## [PROBLEM TO SOLVE]
Keep every line of the data below that has the string "content" and present those lines.
↓
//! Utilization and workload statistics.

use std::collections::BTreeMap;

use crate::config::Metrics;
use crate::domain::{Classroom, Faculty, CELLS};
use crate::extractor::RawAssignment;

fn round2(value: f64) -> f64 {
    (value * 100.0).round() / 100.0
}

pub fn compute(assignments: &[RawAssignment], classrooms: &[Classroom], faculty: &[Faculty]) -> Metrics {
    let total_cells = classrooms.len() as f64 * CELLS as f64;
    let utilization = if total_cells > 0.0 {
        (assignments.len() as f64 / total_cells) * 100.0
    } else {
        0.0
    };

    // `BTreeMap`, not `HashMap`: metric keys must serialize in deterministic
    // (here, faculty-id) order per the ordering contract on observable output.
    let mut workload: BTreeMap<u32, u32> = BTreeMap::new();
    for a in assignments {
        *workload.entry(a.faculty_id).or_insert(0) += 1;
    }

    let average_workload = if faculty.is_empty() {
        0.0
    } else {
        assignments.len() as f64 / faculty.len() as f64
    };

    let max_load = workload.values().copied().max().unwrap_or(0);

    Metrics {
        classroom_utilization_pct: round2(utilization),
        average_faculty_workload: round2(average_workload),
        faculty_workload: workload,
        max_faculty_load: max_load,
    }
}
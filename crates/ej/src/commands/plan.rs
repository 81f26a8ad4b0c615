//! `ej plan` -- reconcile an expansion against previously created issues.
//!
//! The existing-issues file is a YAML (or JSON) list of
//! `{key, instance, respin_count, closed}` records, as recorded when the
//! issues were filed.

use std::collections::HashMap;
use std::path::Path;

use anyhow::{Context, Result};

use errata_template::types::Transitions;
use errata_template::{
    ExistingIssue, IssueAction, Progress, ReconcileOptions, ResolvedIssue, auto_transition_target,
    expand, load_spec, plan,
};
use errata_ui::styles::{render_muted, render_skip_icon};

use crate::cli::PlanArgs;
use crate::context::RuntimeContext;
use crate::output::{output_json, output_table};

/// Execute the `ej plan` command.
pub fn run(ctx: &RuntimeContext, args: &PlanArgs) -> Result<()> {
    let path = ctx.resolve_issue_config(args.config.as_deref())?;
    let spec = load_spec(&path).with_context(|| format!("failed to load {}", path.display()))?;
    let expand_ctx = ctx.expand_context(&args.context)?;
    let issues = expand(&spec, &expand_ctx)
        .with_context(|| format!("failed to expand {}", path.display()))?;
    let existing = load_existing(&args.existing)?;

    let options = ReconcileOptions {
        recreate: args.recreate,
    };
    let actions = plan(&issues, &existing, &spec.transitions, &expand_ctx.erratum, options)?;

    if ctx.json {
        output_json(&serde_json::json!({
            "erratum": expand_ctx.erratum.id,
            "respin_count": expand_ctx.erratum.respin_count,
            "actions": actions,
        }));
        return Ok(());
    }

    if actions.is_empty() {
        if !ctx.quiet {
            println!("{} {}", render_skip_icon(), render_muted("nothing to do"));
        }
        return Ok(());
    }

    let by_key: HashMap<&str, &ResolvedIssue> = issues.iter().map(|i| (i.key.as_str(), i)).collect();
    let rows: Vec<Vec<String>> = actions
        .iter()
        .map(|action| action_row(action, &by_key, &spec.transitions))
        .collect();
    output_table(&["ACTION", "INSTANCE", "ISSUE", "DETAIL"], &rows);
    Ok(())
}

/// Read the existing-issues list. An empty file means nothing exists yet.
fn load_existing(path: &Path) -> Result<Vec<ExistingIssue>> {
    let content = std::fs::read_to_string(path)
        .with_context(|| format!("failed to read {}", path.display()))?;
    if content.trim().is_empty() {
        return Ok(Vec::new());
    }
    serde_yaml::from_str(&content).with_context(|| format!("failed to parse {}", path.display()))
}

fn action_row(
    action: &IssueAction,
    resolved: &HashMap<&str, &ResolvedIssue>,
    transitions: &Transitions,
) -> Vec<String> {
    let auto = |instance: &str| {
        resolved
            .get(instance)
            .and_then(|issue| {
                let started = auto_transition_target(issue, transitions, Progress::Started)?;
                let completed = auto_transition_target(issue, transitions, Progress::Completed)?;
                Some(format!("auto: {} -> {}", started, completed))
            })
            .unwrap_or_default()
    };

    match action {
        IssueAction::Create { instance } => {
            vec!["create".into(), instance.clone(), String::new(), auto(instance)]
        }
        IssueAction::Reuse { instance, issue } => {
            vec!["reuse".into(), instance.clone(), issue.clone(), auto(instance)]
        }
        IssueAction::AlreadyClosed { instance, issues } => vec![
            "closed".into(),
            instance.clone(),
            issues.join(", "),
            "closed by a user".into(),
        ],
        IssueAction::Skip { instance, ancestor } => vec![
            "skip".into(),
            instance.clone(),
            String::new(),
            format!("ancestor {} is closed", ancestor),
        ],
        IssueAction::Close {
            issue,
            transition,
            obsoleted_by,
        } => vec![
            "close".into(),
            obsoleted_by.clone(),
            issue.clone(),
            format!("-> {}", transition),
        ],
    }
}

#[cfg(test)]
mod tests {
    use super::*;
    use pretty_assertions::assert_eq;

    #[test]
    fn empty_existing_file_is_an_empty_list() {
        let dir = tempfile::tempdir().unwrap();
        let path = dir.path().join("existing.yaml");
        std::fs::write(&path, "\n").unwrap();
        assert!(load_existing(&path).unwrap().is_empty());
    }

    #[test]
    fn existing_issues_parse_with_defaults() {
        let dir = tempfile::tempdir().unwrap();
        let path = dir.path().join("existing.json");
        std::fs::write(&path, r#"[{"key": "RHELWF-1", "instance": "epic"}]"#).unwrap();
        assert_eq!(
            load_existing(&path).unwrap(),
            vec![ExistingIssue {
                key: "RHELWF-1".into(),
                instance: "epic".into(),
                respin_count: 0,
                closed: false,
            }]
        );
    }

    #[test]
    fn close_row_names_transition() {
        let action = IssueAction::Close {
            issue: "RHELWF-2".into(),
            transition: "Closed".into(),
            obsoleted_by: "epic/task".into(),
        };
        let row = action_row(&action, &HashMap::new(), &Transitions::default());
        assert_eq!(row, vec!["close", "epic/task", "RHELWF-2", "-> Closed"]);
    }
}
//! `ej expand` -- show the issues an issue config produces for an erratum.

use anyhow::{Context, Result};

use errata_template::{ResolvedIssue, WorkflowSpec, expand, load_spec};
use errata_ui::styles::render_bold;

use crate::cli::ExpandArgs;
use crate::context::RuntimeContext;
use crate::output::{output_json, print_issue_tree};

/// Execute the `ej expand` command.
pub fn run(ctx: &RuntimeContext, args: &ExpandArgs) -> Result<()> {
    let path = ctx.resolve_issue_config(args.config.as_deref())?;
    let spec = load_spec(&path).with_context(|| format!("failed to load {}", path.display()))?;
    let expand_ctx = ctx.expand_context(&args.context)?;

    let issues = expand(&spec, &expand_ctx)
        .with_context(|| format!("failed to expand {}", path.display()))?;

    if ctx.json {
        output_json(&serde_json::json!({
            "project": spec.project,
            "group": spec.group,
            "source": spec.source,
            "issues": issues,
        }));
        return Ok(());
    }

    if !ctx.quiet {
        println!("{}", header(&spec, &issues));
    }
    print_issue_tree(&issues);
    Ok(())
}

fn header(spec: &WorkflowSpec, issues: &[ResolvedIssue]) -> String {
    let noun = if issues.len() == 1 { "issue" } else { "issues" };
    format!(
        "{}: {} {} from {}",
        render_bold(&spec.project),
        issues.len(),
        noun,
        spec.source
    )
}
↑
## [ANSWER SECTION]
    let content = std::fs::read_to_string(path)
    if content.trim().is_empty() {
    serde_yaml::from_str(&content).with_context(|| format!("failed to parse {}", path.display()))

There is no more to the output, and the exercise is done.